Die Waldschlößchenbrücke in Dresden ist seit Jahren umstritten.
Die Waldschlößchenbrücke in Dresden ist seit Jahren umstritten.

Leipzig/dresden - Im Streit um die Waldschlößchenbrücke will das Bundesverwaltungsgericht am Freitag eine Entscheidung verkünden.

Das teilte der Vorsitzende Richter des 9. Senats, Wolfgang Bier, am Mittwoch zum Schluss der mündlichen Verhandlung zu einer Klage der Grünen Liga Sachsen mit.

Die Naturschützer wollen die Aufhebung des Planfeststellungsbeschlusses erreichen, der Grundlage für die Errichtung des umstrittenen Bauwerks war. Stadt und Land fordern dagegen, die Klage abzuweisen.

Die Waldschlößchenbrücke war von Anfang an umstritten - wegen der Finanzierung und Gefahren für den Naturschutz. Schließlich verlor Dresden wegen des Bauwerks den Unesco-Welterbetitel für das Elbtal.

Der Vorsitzende des 9. Senats, Wolfgang Bier.
Der Vorsitzende des 9. Senats, Wolfgang Bier.

Die Brücke war 2013 für den Verkehr freigegeben worden.

Während der Verhandlung am Mittwoch wurde noch einmal deutlich, wie unversöhnlich sich die gegnerischen Seiten gegenüberstehen.
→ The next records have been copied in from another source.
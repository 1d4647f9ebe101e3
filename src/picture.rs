//! Responsive picture markup.
//!
//! Rebuilds a `<picture>` so the server can deliver resized, recompressed
//! variants: one webp `<source>` per breakpoint, format-preserving fallback
//! `<source>`s, and a final `<img>` carrying the alt text and load hint.

use url::Url;

use crate::dom::Element;

/// One requested rendition of an image.
#[derive(Debug, Clone)]
pub struct Breakpoint {
    /// Media query gating this rendition, if any.
    pub media: Option<String>,
    /// Requested width in CSS pixels.
    pub width: u32,
}

impl Breakpoint {
    pub fn new(media: &str, width: u32) -> Self {
        Self {
            media: Some(media.to_string()),
            width,
        }
    }

    /// Breakpoint with no media query (applies unconditionally).
    pub fn plain(width: u32) -> Self {
        Self { media: None, width }
    }
}

/// Default renditions: wide screens get 2000px, everything else 750px.
pub fn default_breakpoints() -> Vec<Breakpoint> {
    vec![
        Breakpoint::new("(min-width: 600px)", 2000),
        Breakpoint::plain(750),
    ]
}

/// Build an optimized `<picture>` element for `src`.
///
/// `src` is resolved against `base` and reduced to its path; width, format
/// and quality are requested through query parameters understood by the
/// media delivery endpoint. The last breakpoint provides the `<img>`
/// fallback; `eager` controls its load hint.
pub fn create_optimized_picture(
    src: &str,
    alt: &str,
    eager: bool,
    breakpoints: &[Breakpoint],
    base: &Url,
) -> Element {
    let path = match base.join(src) {
        Ok(resolved) => resolved.path().to_string(),
        // Unresolvable src: fall back to the raw value minus query/fragment
        Err(_) => src.split(['?', '#']).next().unwrap_or(src).to_string(),
    };
    let ext = path.rfind('.').map(|dot| &path[dot + 1..]).unwrap_or("");

    let mut picture = Element::new("picture");

    // webp sources, one per breakpoint
    for breakpoint in breakpoints {
        let mut source = Element::new("source");
        if let Some(media) = &breakpoint.media {
            source.set_attr("media", media.clone());
        }
        source.set_attr("type", "image/webp");
        source.set_attr("srcset", rendition_url(&path, breakpoint.width, "webply"));
        picture.push_element(source);
    }

    // Format-preserving fallbacks; the last breakpoint becomes the img itself
    for (i, breakpoint) in breakpoints.iter().enumerate() {
        if i < breakpoints.len() - 1 {
            let mut source = Element::new("source");
            if let Some(media) = &breakpoint.media {
                source.set_attr("media", media.clone());
            }
            source.set_attr("srcset", rendition_url(&path, breakpoint.width, ext));
            picture.push_element(source);
        } else {
            let mut img = Element::new("img");
            img.set_attr("loading", if eager { "eager" } else { "lazy" });
            img.set_attr("alt", alt);
            img.set_attr("src", rendition_url(&path, breakpoint.width, ext));
            picture.push_element(img);
        }
    }

    picture
}

fn rendition_url(path: &str, width: u32, format: &str) -> String {
    format!("{path}?width={width}&format={format}&optimize=medium")
}

// =============================================================================
// Tests
// =============================================================================
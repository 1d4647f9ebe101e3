//! Decorate command implementation.
//!
//! Reads a page body, runs the structural and block decoration passes over
//! it, and writes the decorated markup back out. Fragment loads happen over
//! HTTP against the configured base URL.

use anyhow::{Context, Result, anyhow};
use url::Url;

use super::common::{read_input, write_output};
use crate::block;
use crate::cli::args::DecorateArgs;
use crate::context::PageContext;
use crate::dom::{parse, render};
use crate::log;
use crate::logger;

/// Execute decorate command
pub fn run(args: &DecorateArgs) -> Result<()> {
    logger::set_verbose(args.verbose);

    let html = read_input(&args.input)?;
    let ctx = build_context(args)?;

    let mut root = parse::parse_into("main", &html)?;
    block::decorate_main(&mut root);

    let runtime = tokio::runtime::Runtime::new()?;
    let decorated = runtime.block_on(block::load_blocks(&mut root, &ctx, 0));

    write_output(args.output.as_deref(), &render::render_children(&root))?;
    log!("decorate"; "decorated {decorated} blocks");
    Ok(())
}

fn build_context(args: &DecorateArgs) -> Result<PageContext> {
    let base = Url::parse(&args.base_url)
        .with_context(|| format!("invalid base URL: {}", args.base_url))?;

    let mut ctx = PageContext::new(base).with_max_depth(args.max_depth);
    for pair in &args.meta {
        let (key, value) = pair
            .split_once('=')
            .ok_or_else(|| anyhow!("invalid metadata pair `{pair}`, expected KEY=VALUE"))?;
        ctx.insert_metadata(key, value);
    }
    Ok(ctx)
}

// =============================================================================
// Tests
// =============================================================================
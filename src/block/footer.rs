//! Footer block - authored content is discarded and replaced by a fragment.

use crate::context::PageContext;
use crate::dom::Element;

use super::fragment::load_fragment;

pub const BLOCK_NAME: &str = "footer";

/// Fragment served when the page metadata names no other.
const DEFAULT_PATH: &str = "/footer";

/// Replace the block's content with the footer fragment.
///
/// The fragment path comes from the page's `footer` metadata entry, falling
/// back to `/footer`. Whatever the block contained is dropped first; if the
/// fragment cannot be loaded the block simply stays empty.
pub async fn decorate(block: &mut Element, ctx: &PageContext, depth: u32) {
    let path = ctx.metadata("footer").unwrap_or(DEFAULT_PATH).to_string();

    block.children.clear();
    if let Some(mut fragment) = load_fragment(&path, ctx, depth).await {
        block.children = fragment.take_children();
    }
}

// =============================================================================
// Tests
// =============================================================================
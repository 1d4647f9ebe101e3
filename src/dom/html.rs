//! HTML text-level helpers: entity escaping and element classification.

use std::borrow::Cow;

/// Characters that require HTML escaping.
const ESCAPE_CHARS: [char; 5] = ['<', '>', '&', '"', '\''];

/// Get the HTML entity for a special character.
#[inline]
fn escape_char(c: char) -> Option<&'static str> {
    match c {
        '<' => Some("&lt;"),
        '>' => Some("&gt;"),
        '&' => Some("&amp;"),
        '"' => Some("&quot;"),
        '\'' => Some("&#39;"),
        _ => None,
    }
}

/// Escape HTML special characters in text or attribute content.
///
/// Uses `Cow` to avoid allocation when no escaping is needed.
#[inline]
pub fn escape(s: &str) -> Cow<'_, str> {
    if !s.contains(ESCAPE_CHARS) {
        return Cow::Borrowed(s);
    }

    let mut result = String::with_capacity(s.len());
    for c in s.chars() {
        match escape_char(c) {
            Some(entity) => result.push_str(entity),
            None => result.push(c),
        }
    }
    Cow::Owned(result)
}

/// Unescape HTML entities back to characters.
///
/// Handles the common named entities and numeric character references.
/// Unknown or malformed entities are passed through unchanged.
pub fn unescape(s: &str) -> Cow<'_, str> {
    if !s.contains('&') {
        return Cow::Borrowed(s);
    }

    let mut result = String::with_capacity(s.len());
    let mut rest = s;

    while let Some(pos) = rest.find('&') {
        result.push_str(&rest[..pos]);
        rest = &rest[pos..];

        // Entity candidates are short; anything longer is literal text
        let Some(end) = rest.find(';').filter(|&end| end <= 12) else {
            result.push('&');
            rest = &rest[1..];
            continue;
        };

        let entity = &rest[1..end];
        let decoded = match entity {
            "lt" => Some('<'),
            "gt" => Some('>'),
            "amp" => Some('&'),
            "quot" => Some('"'),
            "apos" => Some('\''),
            "nbsp" => Some('\u{00A0}'),
            _ => entity.strip_prefix('#').and_then(|num| {
                let code = if let Some(hex) = num.strip_prefix(['x', 'X']) {
                    u32::from_str_radix(hex, 16).ok()
                } else {
                    num.parse().ok()
                };
                code.and_then(char::from_u32)
            }),
        };

        match decoded {
            Some(c) => {
                result.push(c);
                rest = &rest[end + 1..];
            }
            None => {
                result.push('&');
                rest = &rest[1..];
            }
        }
    }

    result.push_str(rest);
    Cow::Owned(result)
}

/// Check if an HTML tag is a void element (no children, no closing tag).
#[inline]
pub fn is_void_element(tag: &str) -> bool {
    matches!(
        tag,
        "area"
            | "base"
            | "br"
            | "col"
            | "embed"
            | "hr"
            | "img"
            | "input"
            | "link"
            | "meta"
            | "source"
            | "track"
            | "wbr"
    )
}

/// Check if tag is a raw text element (content must not be HTML-escaped).
///
/// Per HTML spec: script and style content is "raw text".
#[inline]
pub fn is_raw_text_element(tag: &str) -> bool {
    matches!(tag, "script" | "style")
}

// =============================================================================
// Tests
// =============================================================================
//! Page decoration context.
//!
//! In the browser this state is ambient (window.location, document metadata);
//! here it is passed explicitly so decorators have no hidden coupling.

use std::sync::Arc;

use rustc_hash::FxHashMap;
use url::Url;

use crate::fetch::{Fetcher, HttpFetcher};

/// Everything a decorator may consult about the page being decorated.
///
/// Read-only from the decorators' perspective; a context is built once per
/// page and shared across all block decorations on it.
pub struct PageContext {
    base_url: Url,
    metadata: FxHashMap<String, String>,
    max_fragment_depth: u32,
    fetcher: Arc<dyn Fetcher>,
}

impl PageContext {
    /// Nested fragment cutoff. A fragment embedding a fragment is normal;
    /// eight levels deep is a cycle.
    pub const DEFAULT_MAX_FRAGMENT_DEPTH: u32 = 8;

    /// Context for a page served from `base_url`, fetching fragments over HTTP.
    pub fn new(base_url: Url) -> Self {
        Self::with_fetcher(base_url, Arc::new(HttpFetcher::new()))
    }

    /// Context with a custom fragment source.
    pub fn with_fetcher(base_url: Url, fetcher: Arc<dyn Fetcher>) -> Self {
        Self {
            base_url,
            metadata: FxHashMap::default(),
            max_fragment_depth: Self::DEFAULT_MAX_FRAGMENT_DEPTH,
            fetcher,
        }
    }

    pub fn with_max_depth(mut self, depth: u32) -> Self {
        self.max_fragment_depth = depth;
        self
    }

    /// Add a page metadata entry (e.g. `footer` -> `/fragments/footer`).
    pub fn insert_metadata(&mut self, key: &str, value: &str) {
        self.metadata.insert(key.to_string(), value.to_string());
    }

    /// Look up a page metadata value.
    pub fn metadata(&self, key: &str) -> Option<&str> {
        self.metadata.get(key).map(String::as_str)
    }

    /// URL the page was served from; fragment paths resolve against it.
    pub fn base_url(&self) -> &Url {
        &self.base_url
    }

    pub fn max_fragment_depth(&self) -> u32 {
        self.max_fragment_depth
    }

    pub fn fetcher(&self) -> &dyn Fetcher {
        self.fetcher.as_ref()
    }
}

// =============================================================================
// Tests
// =============================================================================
Richter Bier hatte zu Beginn angeregt, Kläger und Beklagte könnten sich auf einen Vergleich einigen: "Die Brücke steht, der Verkehr fließt.
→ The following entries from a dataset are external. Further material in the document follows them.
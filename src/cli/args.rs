//! Command-line interface definitions.

use clap::{ColorChoice, Parser, Subcommand};
use std::path::PathBuf;

use crate::context::PageContext;

/// Plinth block decorator CLI
#[derive(Parser, Debug, Clone)]
#[command(version, about, long_about = None, arg_required_else_help = true)]
pub struct Cli {
    /// Control colored output (auto, always, never)
    #[arg(long, global = true, default_value = "auto")]
    pub color: ColorChoice,

    /// subcommands
    #[command(subcommand)]
    pub command: Commands,
}

/// Available subcommands
#[derive(Subcommand, Debug, Clone)]
pub enum Commands {
    /// Decorate a server-rendered page body
    #[command(visible_alias = "d")]
    Decorate {
        #[command(flatten)]
        args: DecorateArgs,
    },

    /// List the blocks a page body contains, as JSON
    #[command(visible_alias = "q")]
    Query {
        #[command(flatten)]
        args: QueryArgs,
    },
}

/// Decorate command arguments.
#[derive(clap::Args, Debug, Clone)]
pub struct DecorateArgs {
    /// Input HTML file. Use `-` to read from stdin.
    #[arg(value_name = "INPUT", value_hint = clap::ValueHint::FilePath)]
    pub input: PathBuf,

    /// Output file (default: stdout)
    #[arg(short, long, value_hint = clap::ValueHint::FilePath)]
    pub output: Option<PathBuf>,

    /// Base URL fragments and media paths resolve against
    #[arg(short, long, default_value = "http://localhost/")]
    pub base_url: String,

    /// Page metadata as KEY=VALUE pairs (repeatable)
    #[arg(short, long, value_name = "KEY=VALUE")]
    pub meta: Vec<String>,

    /// Maximum fragment nesting depth
    #[arg(short = 'D', long, default_value_t = PageContext::DEFAULT_MAX_FRAGMENT_DEPTH)]
    pub max_depth: u32,

    /// Enable verbose diagnostic output
    #[arg(short, long)]
    pub verbose: bool,
}

/// Query command arguments.
#[derive(clap::Args, Debug, Clone)]
pub struct QueryArgs {
    /// Input HTML file. Use `-` to read from stdin.
    #[arg(value_name = "INPUT", value_hint = clap::ValueHint::FilePath)]
    pub input: PathBuf,

    /// Output file (default: stdout)
    #[arg(short, long, value_hint = clap::ValueHint::FilePath)]
    pub output: Option<PathBuf>,

    /// Pretty-print the JSON output
    #[arg(short, long)]
    pub pretty: bool,
}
Wäre es da nicht an der Zeit, sich gütlich zu einigen?" Ansonsten müsse noch viel Steuergeld in die Hand genommen werden, um das Verfahren abzuschließen. Bier fragte zudem, ob es nicht besser sei, das Geld fließe in den Naturschutz.

Der Prozessbevollmächtigte der Grünen Liga wies das Ansinnen jedoch zurück. "Mein Mandant hat schlechte Erfahrungen mit der öffentlichen Hand bei Vergleichen gemacht und wünscht eine Entscheidung des Gerichts", erklärte Rechtsanwalt Martin Gellermann.
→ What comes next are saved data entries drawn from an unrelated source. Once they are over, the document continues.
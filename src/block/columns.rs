//! Columns block - column-count class plus image-column marking.

use crate::dom::Element;

pub const BLOCK_NAME: &str = "columns";

const IMG_COL_CLASS: &str = "columns-img-col";

/// Attach the column-count class and mark image-only columns.
///
/// The count comes from the first row and is assumed uniform; rows with a
/// different width are not validated and keep whatever layout they get.
pub fn decorate(block: &mut Element) {
    let Some(first_row) = block.child_elements().next() else {
        return; // no rows, nothing to say about the layout
    };
    let cols = first_row.element_child_count();
    block.add_class(&format!("columns-{cols}-cols"));

    for row in block.child_elements_mut() {
        for col in row.child_elements_mut() {
            mark_image_column(col);
        }
    }
}

/// Outcome of searching a subtree for its first picture.
enum PicSearch {
    NotFound,
    /// A picture exists; `wrapped` is set once its nearest `div` ancestor
    /// has been seen (marked or not).
    Found { wrapped: bool },
}

/// Mark the nearest `div` wrapper of the column's first picture, but only
/// when the picture is that wrapper's sole element child. A column mixing a
/// picture with text is never an image column.
fn mark_image_column(col: &mut Element) {
    visit(col);

    fn visit(elem: &mut Element) -> PicSearch {
        if elem.is_tag("picture") {
            return PicSearch::Found { wrapped: false };
        }

        let mut result = PicSearch::NotFound;
        for i in 0..elem.children.len() {
            let Some(child) = elem.children[i].as_element_mut() else {
                continue;
            };
            match visit(child) {
                PicSearch::NotFound => continue,
                found => {
                    result = found;
                    break;
                }
            }
        }

        // Unwinding past the picture: the first div on the way up is its
        // nearest wrapper and the only mark candidate
        match result {
            PicSearch::Found { wrapped: false } if elem.is_tag("div") => {
                if elem.element_child_count() == 1 {
                    elem.add_class(IMG_COL_CLASS);
                }
                PicSearch::Found { wrapped: true }
            }
            other => other,
        }
    }
}

// =============================================================================
// Tests
// =============================================================================

#[cfg(test)]
mod tests {
    use super::*;
    use crate::dom::parse::parse_into;

    fn decorate_block(html: &str) -> Element {
        let mut block = parse_into("div", html).unwrap();
        block.set_class("columns");
        decorate(&mut block);
        block
    }

    const PICTURE: &str = "<picture><img src=\"./media_1.png\"></picture>";

    #[test]
    fn test_column_count_class_from_first_row() {
        let html = "\
            <div><div>a</div><div>b</div><div>c</div></div>\
            <div><div>d</div><div>e</div><div>f</div></div>";
        let block = decorate_block(html);
        assert!(block.has_class("columns-3-cols"));
    }

    #[test]
    fn test_no_rows_no_count_class() {
        let block = decorate_block("");
        assert_eq!(block.get_attr("class"), Some("columns"));
    }

    #[test]
    fn test_picture_only_column_marked() {
        let html = &format!("<div><div>{PICTURE}</div><div><p>text</p></div></div>");
        let block = decorate_block(html);

        let row = block.child_elements().next().unwrap();
        let cols: Vec<_> = row.child_elements().collect();
        assert!(cols[0].has_class(IMG_COL_CLASS));
        assert!(!cols[1].has_class(IMG_COL_CLASS));
    }

    #[test]
    fn test_mixed_content_column_not_marked() {
        let html = &format!("<div><div>{PICTURE}<p>caption</p></div></div>");
        let block = decorate_block(html);

        let col = block
            .child_elements()
            .next()
            .unwrap()
            .child_elements()
            .next()
            .unwrap();
        assert!(!col.has_class(IMG_COL_CLASS));
        assert!(block
            .find_descendant_where(&|e| e.has_class(IMG_COL_CLASS))
            .is_none());
    }

    #[test]
    fn test_nested_wrapper_marked_not_column() {
        // Picture sits in an inner div next to a paragraph: the inner div is
        // the wrapper that gets marked, not the column itself
        let html = &format!("<div><div><div>{PICTURE}</div><p>text</p></div></div>");
        let block = decorate_block(html);

        let col = block
            .child_elements()
            .next()
            .unwrap()
            .child_elements()
            .next()
            .unwrap();
        assert!(!col.has_class(IMG_COL_CLASS));

        let inner = col.child_elements().next().unwrap();
        assert!(inner.has_class(IMG_COL_CLASS));
    }

    #[test]
    fn test_all_rows_scanned_for_image_columns() {
        let html = &format!(
            "<div><div><p>a</p></div></div><div><div>{PICTURE}</div></div>"
        );
        let block = decorate_block(html);
        assert!(block.has_class("columns-1-cols"));
        assert!(block
            .find_descendant_where(&|e| e.has_class(IMG_COL_CLASS))
            .is_some());
    }
}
Bei dem Gerichtsstreit geht es vor allem darum, ob ausreichend geprüft worden sei, inwiefern Belange des Naturschutzes vor Beginn des Brückenbaus stärker hätten berücksichtigt werden müssen.

Diese Frage hatten die Bundesverwaltungsrichter auch dem Europäischen Gerichtshof vorgelegt. Dieser entschied, dass die strengen Vorgaben für ein Gebiet nach der Fauna-Flora-Habitat-Richtlinie auch dann angelegt werden können, wenn es bei der Erstellung eines Planfeststellungsbeschlusses noch gar nicht als solches ausgewiesen war. Dies könne im Wege einer Nachprüfung verlangt werden.

Die Bundesverwaltungsrichter können nun mehrere Varianten verfolgen: So wäre es möglich, dass sie die Sache zur Neuverhandlung an das Oberverwaltungsgericht Dresden zurückverweisen.

Zudem ist es möglich, dass sie den Planfeststellungsbeschluss zwar für rechtswidrig erklären, den Behörden aber Gelegenheit geben, Nachbesserungen zu erarbeiten.

Der in manchen Medien bereits diskutierte Abriss der Brücke wäre nach Angaben von Bier die "Ultima Ratio" - also die letzte mögliche Lösung.